Он сидел как тот, кто позирует для портрета: сидел неподвижно, глядя на пеструю игру света и тени под деревьями, глядя на детей, которые играли перед школой, прежде чем пойти на свои первые уроки, глядя на жнецов, что работали вдалеке в полях. Уверенность в том, что он будет обладать любимой женщиной, так и не наступила, и ничто не могло смягчить горе молодого человека, кое только возрастало при мысли, что он с нею вот-вот расстанется.

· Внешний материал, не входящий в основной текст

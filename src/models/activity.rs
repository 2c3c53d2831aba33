use chrono::{DateTime, SecondsFormat, Utc};
use remote_collection::{parse_timestamp, ApiResult, Entity, Filterable};
use serde::{Deserialize, Serialize};
use serde_json::Value;

use super::{Choices, DashboardSummary};

pub const ACTIONS: Choices = &[
    ("CREATE", "Create"),
    ("UPDATE", "Update"),
    ("DELETE", "Delete"),
    ("APPROVE", "Approve"),
    ("REJECT", "Reject"),
];

pub const TARGET_TYPES: Choices = &[
    ("MEMBER", "Member"),
    ("PROJECT", "Project"),
    ("EVENT", "Event"),
    ("LETTER", "Letter"),
    ("ARCHIVE", "Archive"),
];

/// Target type of entries derived from the dashboard summary
pub const UNKNOWN_TARGET: &str = "UNKNOWN";

#[derive(Debug, Clone, PartialEq, Serialize, Deserialize)]
#[serde(rename_all = "camelCase")]
pub struct ActivityLog {
    pub id: String,
    #[serde(default)]
    pub action: String,
    #[serde(default)]
    pub target_type: String,
    #[serde(default)]
    pub target_name: String,
    #[serde(default)]
    pub user_name: String,
    #[serde(default)]
    pub timestamp: String,
    #[serde(default)]
    pub details: Option<String>,
    /// Relative time pre-rendered by the server
    #[serde(default)]
    pub time_ago: Option<String>,
}

impl ActivityLog {
    /// Build reduced-fidelity entries from `/dashboard/summary`
    pub fn from_summary(body: Value, now: DateTime<Utc>) -> ApiResult<Vec<ActivityLog>> {
        let summary: DashboardSummary = serde_json::from_value(body)?;
        let timestamp = now.to_rfc3339_opts(SecondsFormat::Secs, true);
        Ok(summary
            .recent_activities
            .into_iter()
            .enumerate()
            .map(|(index, recent)| ActivityLog {
                id: format!("log-{}", index),
                action: recent.action,
                target_type: UNKNOWN_TARGET.to_string(),
                target_name: recent.target_name,
                user_name: recent.user_name,
                timestamp: timestamp.clone(),
                details: None,
                time_ago: recent.time_ago,
            })
            .collect())
    }

    /// Server text when present, otherwise computed against `now`
    pub fn display_time(&self, now: DateTime<Utc>) -> String {
        if let Some(text) = self.time_ago.as_deref().filter(|t| !t.trim().is_empty()) {
            return text.to_string();
        }
        match parse_timestamp(&self.timestamp) {
            Some(millis) => time_ago(now.timestamp_millis() - millis),
            None => "-".to_string(),
        }
    }
}

/// Coarse relative time for an elapsed duration in milliseconds
pub fn time_ago(elapsed_ms: i64) -> String {
    const UNITS: &[(i64, &str)] = &[
        (31_536_000, "yr"),
        (2_592_000, "mo"),
        (86_400, "day"),
        (3_600, "hr"),
        (60, "min"),
    ];
    let seconds = elapsed_ms.max(0) / 1000;
    for (size, unit) in UNITS {
        // a unit is used once more than one whole unit has passed
        if seconds > *size {
            let count = seconds / size;
            let plural = if count == 1 { "" } else { "s" };
            return format!("{} {}{} ago", count, unit, plural);
        }
    }
    "just now".to_string()
}

impl Entity for ActivityLog {
    type Id = String;

    fn id(&self) -> &String {
        &self.id
    }
}

impl Filterable for ActivityLog {
    fn field(&self, name: &str) -> Option<&str> {
        match name {
            "userName" => Some(&self.user_name),
            "targetName" => Some(&self.target_name),
            "details" => self.details.as_deref(),
            "action" => Some(&self.action),
            "targetType" => Some(&self.target_type),
            _ => None,
        }
    }

    fn sort_name(&self) -> &str {
        &self.target_name
    }

    fn sort_time(&self) -> Option<i64> {
        parse_timestamp(&self.timestamp)
    }
}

Наконец, появилась Эльфрида: она ехала рысью, будучи своим обликом очень похожа на ту, какой она казалась во время их памятной прогулки к скалам, однако не было радости, кою она тогда излучала. Как бы там ни было, а она в значительной степени успокоилась оттого, что риск и неприятности для нее уже почти миновали. Ее уменье получать душевные раны могло сравниться лишь с ее же уменьем оправляться от них – особенность, по которой иные верно или ошибочно выносят суждение о недолговечности самой любви.

– Эльфрида, что тебе сказали в «Соколе»?

– Ничего. Никто не любопытствовал на мой счет. Они знают, что я ездила в Плимут и что я время от времени остаюсь на ночь у миссис Бикнелл. Я на это и рассчитывала.

И вот над этими двумя детьми расставание нависло, как призрак смерти, поскольку необходимо было, чтобы она немедленно отправлялась в путь. Стефан прошел рядом с нею почти милю. Во время этих проводов он сказал печально:

– Эльфрида, прошло двадцать четыре часа, а дело так и не сделано.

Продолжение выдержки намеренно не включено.